## WHAT IS BEING ASKED
Check each line of the material below for "process", then copy the ones that contain it.

-*-

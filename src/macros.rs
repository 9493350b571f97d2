// SPDX-License-Identifier: Apache-2.0 OR MIT
// Level macros over the process-wide logger.

/// Log at trace level through the process-wide logger.
///
/// # Examples
/// ```ignore
/// log_trace!("worker={} tick={}", id, tick);
/// ```
#[macro_export]
macro_rules! log_trace {
    ($fmt:expr $(, $arg:expr)* $(,)?) => {{
        let args: &[&dyn $crate::Loggable] = &[$(&$arg),*];
        $crate::log($crate::Level::Trace, $fmt, args);
    }};
}

/// Log at debug level through the process-wide logger.
#[macro_export]
macro_rules! log_debug {
    ($fmt:expr $(, $arg:expr)* $(,)?) => {{
        let args: &[&dyn $crate::Loggable] = &[$(&$arg),*];
        $crate::log($crate::Level::Debug, $fmt, args);
    }};
}

/// Log at info level through the process-wide logger.
#[macro_export]
macro_rules! log_info {
    ($fmt:expr $(, $arg:expr)* $(,)?) => {{
        let args: &[&dyn $crate::Loggable] = &[$(&$arg),*];
        $crate::log($crate::Level::Info, $fmt, args);
    }};
}

/// Log at warn level through the process-wide logger.
#[macro_export]
macro_rules! log_warn {
    ($fmt:expr $(, $arg:expr)* $(,)?) => {{
        let args: &[&dyn $crate::Loggable] = &[$(&$arg),*];
        $crate::log($crate::Level::Warn, $fmt, args);
    }};
}

/// Log at error level through the process-wide logger.
#[macro_export]
macro_rules! log_error {
    ($fmt:expr $(, $arg:expr)* $(,)?) => {{
        let args: &[&dyn $crate::Loggable] = &[$(&$arg),*];
        $crate::log($crate::Level::Error, $fmt, args);
    }};
}

/// Log at critical level through the process-wide logger.
#[macro_export]
macro_rules! log_critical {
    ($fmt:expr $(, $arg:expr)* $(,)?) => {{
        let args: &[&dyn $crate::Loggable] = &[$(&$arg),*];
        $crate::log($crate::Level::Critical, $fmt, args);
    }};
}

/// Log at fatal level through the process-wide logger.
#[macro_export]
macro_rules! log_fatal {
    ($fmt:expr $(, $arg:expr)* $(,)?) => {{
        let args: &[&dyn $crate::Loggable] = &[$(&$arg),*];
        $crate::log($crate::Level::Fatal, $fmt, args);
    }};
}

/// Log a `format_args!`-rendered message at an explicit level.
///
/// # Examples
/// ```ignore
/// log_write!(Level::Info, "handled {} requests in {:?}", count, elapsed);
/// ```
#[macro_export]
macro_rules! log_write {
    ($level:expr, $($fmt:tt)+) => {
        $crate::log_fmt($level, ::core::format_args!($($fmt)+))
    };
}
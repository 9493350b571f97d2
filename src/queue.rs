// Bounded MPMC ring carrying log records from producers to the flusher.
//
// Per-cell sequence numbers coordinate producers and the consumer without
// locks: a cell whose sequence equals the claimed position is free for a
// producer, a cell whose sequence equals position + 1 holds a record for the
// consumer. Capacity is a power of two so positions map to cells with a mask.

use std::cell::UnsafeCell;
use std::mem::MaybeUninit;
use std::sync::atomic::{AtomicUsize, Ordering};

use crate::entry::LogEntry;

/// Cache-aligned wrapper to prevent false sharing between the enqueue and
/// dequeue cursors.
#[repr(align(64))]
struct CacheAligned<T>(T);

struct Slot {
    seq: AtomicUsize,
    value: UnsafeCell<MaybeUninit<LogEntry>>,
}

pub struct MpmcRing {
    slots: Box<[Slot]>,
    mask: usize,
    enqueue_pos: CacheAligned<AtomicUsize>,
    dequeue_pos: CacheAligned<AtomicUsize>,
}

// SAFETY: slot ownership is handed off through the per-cell sequence numbers;
// a producer writes a slot only after claiming its position via CAS, and a
// consumer reads it only after the producer's release store of seq.
unsafe impl Send for MpmcRing {}
unsafe impl Sync for MpmcRing {}

impl MpmcRing {
    /// Create a ring with `2^exponent` slots.
    pub fn with_capacity_pow2(exponent: u32) -> Self {
        let capacity = 1usize << exponent;
        let slots: Vec<Slot> = (0..capacity)
            .map(|i| Slot {
                seq: AtomicUsize::new(i),
                value: UnsafeCell::new(MaybeUninit::uninit()),
            })
            .collect();

        Self {
            slots: slots.into_boxed_slice(),
            mask: capacity - 1,
            enqueue_pos: CacheAligned(AtomicUsize::new(0)),
            dequeue_pos: CacheAligned(AtomicUsize::new(0)),
        }
    }

    /// Enqueue without blocking. Returns the record back to the caller when
    /// the ring is full.
    pub fn try_enqueue(&self, entry: LogEntry) -> Result<(), LogEntry> {
        let mut pos = self.enqueue_pos.0.load(Ordering::Relaxed);
        loop {
            let slot = &self.slots[pos & self.mask];
            let seq = slot.seq.load(Ordering::Acquire);
            let diff = seq as isize - pos as isize;

            if diff == 0 {
                match self.enqueue_pos.0.compare_exchange_weak(
                    pos,
                    pos + 1,
                    Ordering::Relaxed,
                    Ordering::Relaxed,
                ) {
                    Ok(_) => {
                        unsafe { (*slot.value.get()).write(entry) };
                        slot.seq.store(pos + 1, Ordering::Release);
                        return Ok(());
                    }
                    Err(current) => pos = current,
                }
            } else if diff < 0 {
                // the slot one lap behind is still occupied: full
                return Err(entry);
            } else {
                pos = self.enqueue_pos.0.load(Ordering::Relaxed);
            }
        }
    }

    /// Dequeue a single record, or `None` when the ring is empty.
    pub fn try_dequeue(&self) -> Option<LogEntry> {
        let mut pos = self.dequeue_pos.0.load(Ordering::Relaxed);
        loop {
            let slot = &self.slots[pos & self.mask];
            let seq = slot.seq.load(Ordering::Acquire);
            let diff = seq as isize - (pos + 1) as isize;

            if diff == 0 {
                match self.dequeue_pos.0.compare_exchange_weak(
                    pos,
                    pos + 1,
                    Ordering::Relaxed,
                    Ordering::Relaxed,
                ) {
                    Ok(_) => {
                        let entry = unsafe { (*slot.value.get()).assume_init_read() };
                        slot.seq.store(pos + self.mask + 1, Ordering::Release);
                        return Some(entry);
                    }
                    Err(current) => pos = current,
                }
            } else if diff < 0 {
                return None;
            } else {
                pos = self.dequeue_pos.0.load(Ordering::Relaxed);
            }
        }
    }

    /// Move up to `limit` records into `out`, preserving FIFO order per
    /// producer. Returns the number moved.
    pub fn try_dequeue_bulk(&self, out: &mut Vec<LogEntry>, limit: usize) -> usize {
        let mut moved = 0;
        while moved < limit {
            match self.try_dequeue() {
                Some(entry) => {
                    out.push(entry);
                    moved += 1;
                }
                None => break,
            }
        }
        moved
    }

    /// Conservative emptiness check; may report non-empty spuriously while a
    /// dequeue is in flight.
    pub fn is_empty(&self) -> bool {
        let dequeue = self.dequeue_pos.0.load(Ordering::Acquire);
        let enqueue = self.enqueue_pos.0.load(Ordering::Acquire);
        dequeue >= enqueue
    }
}

impl Drop for MpmcRing {
    fn drop(&mut self) {
        // release the messages of any records never consumed
        while self.try_dequeue().is_some() {}
    }
}
// SPDX-License-Identifier: Apache-2.0 OR MIT
//! Asynchronous per-level logger for cooperative runtimes.
//!
//! Producing a record is wait-free in the common case: the message is
//! rendered into a thread-local scratch buffer and pushed onto a bounded
//! lock-free MPMC ring. When the ring is momentarily full, records spill
//! first into a small per-thread ring and then into an unbounded
//! mutex-guarded fallback queue, so bursts lose nothing. All I/O happens in
//! a single flush task that drains the queues in batches, groups records by
//! level, rotates file sinks at batch boundaries, and writes each level with
//! one syscall.
//!
//! ```no_run
//! use logrelay::{log_info, log_warn, LoggerConfig};
//!
//! #[tokio::main]
//! async fn main() {
//!     logrelay::init(LoggerConfig::default()).expect("logger init");
//!
//!     log_info!("listening on port {}", 8080);
//!     log_warn!("slow request: {} ms", 17.4);
//!
//!     logrelay::shutdown();
//! }
//! ```

pub mod config;
mod entry;
mod flush;
pub mod format;
mod logger;
#[macro_use]
mod macros;
mod overflow;
mod queue;
mod sink;

pub use config::{ConfigError, LoggerConfig};
pub use entry::{Level, LogEntry, MAX_LINE};
pub use format::{render_fields, Loggable, Opaque};
pub use logger::{init, log, log_fmt, shutdown, stats, Logger, LoggerStats};
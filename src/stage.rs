use std::{
    collections::{BTreeMap, VecDeque},
    rc::Rc,
    sync::{
        Arc,
        atomic::{AtomicBool, Ordering},
    },
};

use crate::{
    actor::{Actor, ActorId, Casting, Plan},
    cue::{Cue, CueCtx, Description, GoneCue},
    error::{StagecraftError, StagecraftResult},
    prop::Targets,
    tick::{IntervalTicker, Ticker},
    tween::{Step, Tween},
};

type ActorFn<T> = Rc<dyn Fn(&Actor<T>) -> StagecraftResult<Casting>>;
type ActionFn<T> = Rc<dyn Fn(&mut Scene<'_, T>, &CueCtx) -> StagecraftResult<()>>;

/// Playback state of a stage.
#[derive(Clone, Copy, Debug, PartialEq, Eq, serde::Serialize, serde::Deserialize)]
pub enum Status {
    Stopped,
    Playing,
}

/// Clonable, thread-safe handle for requesting a cooperative playback stop.
///
/// The request is honored at the next cue boundary; a cue already replaying
/// finishes its animation first.
#[derive(Clone, Debug)]
pub struct StopHandle(Arc<AtomicBool>);

impl StopHandle {
    pub fn stop(&self) {
        self.0.store(true, Ordering::SeqCst);
    }
}

/// Token naming a registered action design, optionally carrying a cue
/// description. Cheap to clone; invoking one that was never registered
/// degrades to running only the algorithm code (nothing is queued).
#[derive(Clone, Debug)]
pub struct Action {
    name: String,
    description: Option<Description>,
}

impl Action {
    pub fn name(&self) -> &str {
        &self.name
    }

    /// Attach a fixed description to cues recorded from this token.
    pub fn describe(mut self, text: impl Into<String>) -> Self {
        self.description = Some(Description::Text(text.into()));
        self
    }

    /// Attach a description computed from the invocation arguments.
    pub fn describe_with(
        mut self,
        f: impl Fn(&[serde_json::Value]) -> String + 'static,
    ) -> Self {
        self.description = Some(Description::Compute(Rc::new(f)));
        self
    }
}

/// Result of recording a cue: the pending handle on which the algorithm step
/// itself is run.
pub struct Take<'a, T> {
    stage: &'a mut Stage<T>,
    queued: bool,
}

impl<T> Take<'_, T> {
    /// Whether a cue was actually queued (false for unregistered actions).
    pub fn queued(&self) -> bool {
        self.queued
    }

    /// Run the algorithm step now, record its serialized result on the queued
    /// cue, and hand the value back.
    ///
    /// This is the decoupling point of the whole engine: the state mutation
    /// happens at call time, so subsequent algorithm logic observes it
    /// immediately, while the visual replay stays queued until `play`.
    pub fn code<R: serde::Serialize>(self, run: impl FnOnce() -> R) -> R {
        let result = run();
        if self.queued {
            if let Some(cue) = self.stage.cues.back_mut() {
                cue.result = serde_json::to_value(&result).ok();
            }
        }
        result
    }
}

-*-

## TASK RESULT
// Level macros over the process-wide logger.
/// Log at trace level through the process-wide logger.
/// Log at debug level through the process-wide logger.
/// Log at info level through the process-wide logger.
/// Log at warn level through the process-wide logger.
/// Log at error level through the process-wide logger.
/// Log at critical level through the process-wide logger.
/// Log at fatal level through the process-wide logger.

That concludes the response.